Methods. Case Presentation: A 36-year-old male presented with chronic neuropathic pain predominantly affecting the lower extremities in a length-dependent distribution. The DN4 questionnaire score was 7/10, consistent with neuropathic pain. Initial treatment with pregabalin 75 mg twice daily provided only partial relief. Over a three-year period, symptoms progressed to generalized neuropathic pain accompanied by fatigue, cognitive complaints, dyspepsia, and decreased quality of life. Neurological examination revealed reduced pinprick sensation without motor deficits or allodynia. Electromyography of the lower limbs was normal. A skin biopsy with immunohistochemical analysis demonstrated reduced intraepidermal nerve fiber density, confirming the diagnosis of small fiber neuropathy. Comprehensive metabolic evaluation revealed dysglycemia characterized by hyperinsulinemia during oral glucose tolerance testing (fasting insulin 12 μU/mL; 2-hour insulin 229 μU/mL) without meeting criteria for diabetes mellitus. Nutritional assessment suggested deficiencies in alpha-lipoic acid, vitamin B1, and vitamin B3, along with suspected gluten sensitivity. Intervention: A multimodal therapeutic strategy was implemented, including lifestyle modification, a paleo-based elimination diet, and targeted nutraceutical supplementation. Alpha-lipoic acid 600 mg twice daily was prescribed for three months alongside correction of micronutrient deficiencies.
Results. After three months of treatment, the patient reported approximately an 80% reduction in neuropathic pain intensity, which allowed for a progressive reduction in pregabalin therapy. At the six-month follow-up, complete resolution of neuropathic pain was reported. Metabolic parameters improved significantly, with fasting insulin decreasing to 3.2 μU/mL and 2-hour insulin to 105 μU/mL.

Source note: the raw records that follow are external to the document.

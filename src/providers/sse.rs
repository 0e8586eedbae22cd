// Server-sent events line buffer shared by the streaming adapters

use serde::Deserialize;

use super::ProviderError;

/// Accumulates raw body bytes and yields the payload of each complete
/// `data:` line. Bytes are kept until a newline arrives, so multi-byte UTF-8
/// characters split across network chunks are never mangled.
#[derive(Debug, Default)]
pub struct SseBuffer {
    buffer: Vec<u8>,
}

impl SseBuffer {
    pub fn new() -> Self {
        Self::default()
    }

    /// Feed a chunk; returns the `data:` payloads completed by it.
    pub fn push(&mut self, bytes: &[u8]) -> Vec<String> {
        self.buffer.extend_from_slice(bytes);

        let mut payloads = Vec::new();
        while let Some(newline_pos) = self.buffer.iter().position(|&b| b == b'\n') {
            let line_bytes: Vec<u8> = self.buffer.drain(..=newline_pos).collect();
            let line = String::from_utf8_lossy(&line_bytes);
            if let Some(data) = line.strip_prefix("data:") {
                let data = data.trim();
                if !data.is_empty() {
                    payloads.push(data.to_string());
                }
            }
        }
        payloads
    }

    /// Payload of a trailing `data:` line that never got its newline.
    pub fn finish(&mut self) -> Option<String> {
        let rest = std::mem::take(&mut self.buffer);
        let line = String::from_utf8_lossy(&rest);
        line.strip_prefix("data:")
            .map(|d| d.trim().to_string())
            .filter(|d| !d.is_empty())
    }
}

/// Error object sent as a stream event after the response has started,
/// e.g. `data: {"error":{"code":500,"message":"..."}}`.
///
/// Gemini sends a numeric `code`; OpenAI-compatible servers may send a
/// string code or none at all, which counts as a server error.
#[derive(Debug, Clone, Default, Deserialize)]
pub struct StreamErrorEvent {
    #[serde(default)]
    code: Option<serde_json::Value>,
    #[serde(default)]
    message: Option<String>,
}

impl StreamErrorEvent {
    pub fn into_provider_error(self, provider: &str) -> ProviderError {
        let status = self
            .code
            .as_ref()
            .and_then(|c| c.as_u64())
            .and_then(|c| u16::try_from(c).ok())
            .filter(|c| *c >= 400)
            .unwrap_or(500);
        ProviderError::from_status(provider, status, self.message.unwrap_or_default())
    }
}
// MateTutor - Socratic math tutor for the ICFES exam
// Main entry point

use anyhow::{Context, Result};
use clap::{Parser, Subcommand};
use std::path::PathBuf;

use matetutor::cli::{run_once, Repl};
use matetutor::config::load_config;
use matetutor::logging;
use matetutor::providers::create_provider_from_entry;
use matetutor::tutor::{TutorOptions, TutorSession};

#[derive(Parser, Debug)]
#[command(name = "matetutor", version, about = "Tu tutor de matemáticas para el ICFES")]
struct Cli {
    /// Path to the config file (default: ~/.matetutor/config.toml)
    #[arg(long, global = true)]
    config: Option<PathBuf>,

    /// Provider to use: gemini, groq or openai
    #[arg(long, global = true)]
    provider: Option<String>,

    /// Model override for the selected provider
    #[arg(long, global = true)]
    model: Option<String>,

    /// Wait for the whole reply instead of streaming it
    #[arg(long, global = true)]
    no_stream: bool,

    /// Debug logging to stderr
    #[arg(short, long, global = true)]
    verbose: bool,

    #[command(subcommand)]
    command: Option<Commands>,
}

#[derive(Subcommand, Debug)]
enum Commands {
    /// Start an interactive tutoring session (default)
    Chat,
    /// Ask a single question and print the reply
    Ask {
        /// The question
        #[arg(default_value = "")]
        text: String,
        /// Photo of the problem (PNG or JPEG)
        #[arg(long)]
        image: Option<PathBuf>,
    },
}

#[tokio::main]
async fn main() -> Result<()> {
    let cli = Cli::parse();

    logging::init(cli.verbose);

    let mut config = load_config(cli.config.as_deref())?;
    if let Some(provider) = &cli.provider {
        config.select_provider(provider)?;
    }
    if let Some(model) = &cli.model {
        if let Some(entry) = config.active_entry_mut() {
            entry.set_model(model.clone());
        }
    }
    if cli.no_stream {
        config.streaming_enabled = false;
    }
    config.validate().context("Configuration validation failed")?;

    let entry = config
        .active_entry()
        .context("No provider configured")?;
    let provider = create_provider_from_entry(entry)?;
    let session = TutorSession::new(provider, TutorOptions::from_config(&config));

    match cli.command.unwrap_or(Commands::Chat) {
        Commands::Chat => {
            let mut repl = Repl::new(config, session);
            repl.run().await?;
        }
        Commands::Ask { text, image } => {
            let mut session = session;
            let answered = run_once(&mut session, &text, image.as_deref()).await?;
            if !answered {
                std::process::exit(1);
            }
        }
    }

    Ok(())
}
// Configuration module
// Public interface for configuration loading

pub mod constants;
mod loader;
mod provider;
mod settings;

pub use loader::{default_config_path, load_config, load_config_with, EnvOverrides};
pub use provider::ProviderEntry;
pub use settings::{Config, TutorSettings};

Conclusions. This case highlights metabolic dysfunction as a potentially reversible contributor to small fiber neuropathy. Systematic metabolic and nutritional evaluation may help identify modifiable etiologies in patients with unexplained neuropathic pain. Targeted lifestyle and metabolic interventions may lead to substantial clinical improvement and even symptom resolution.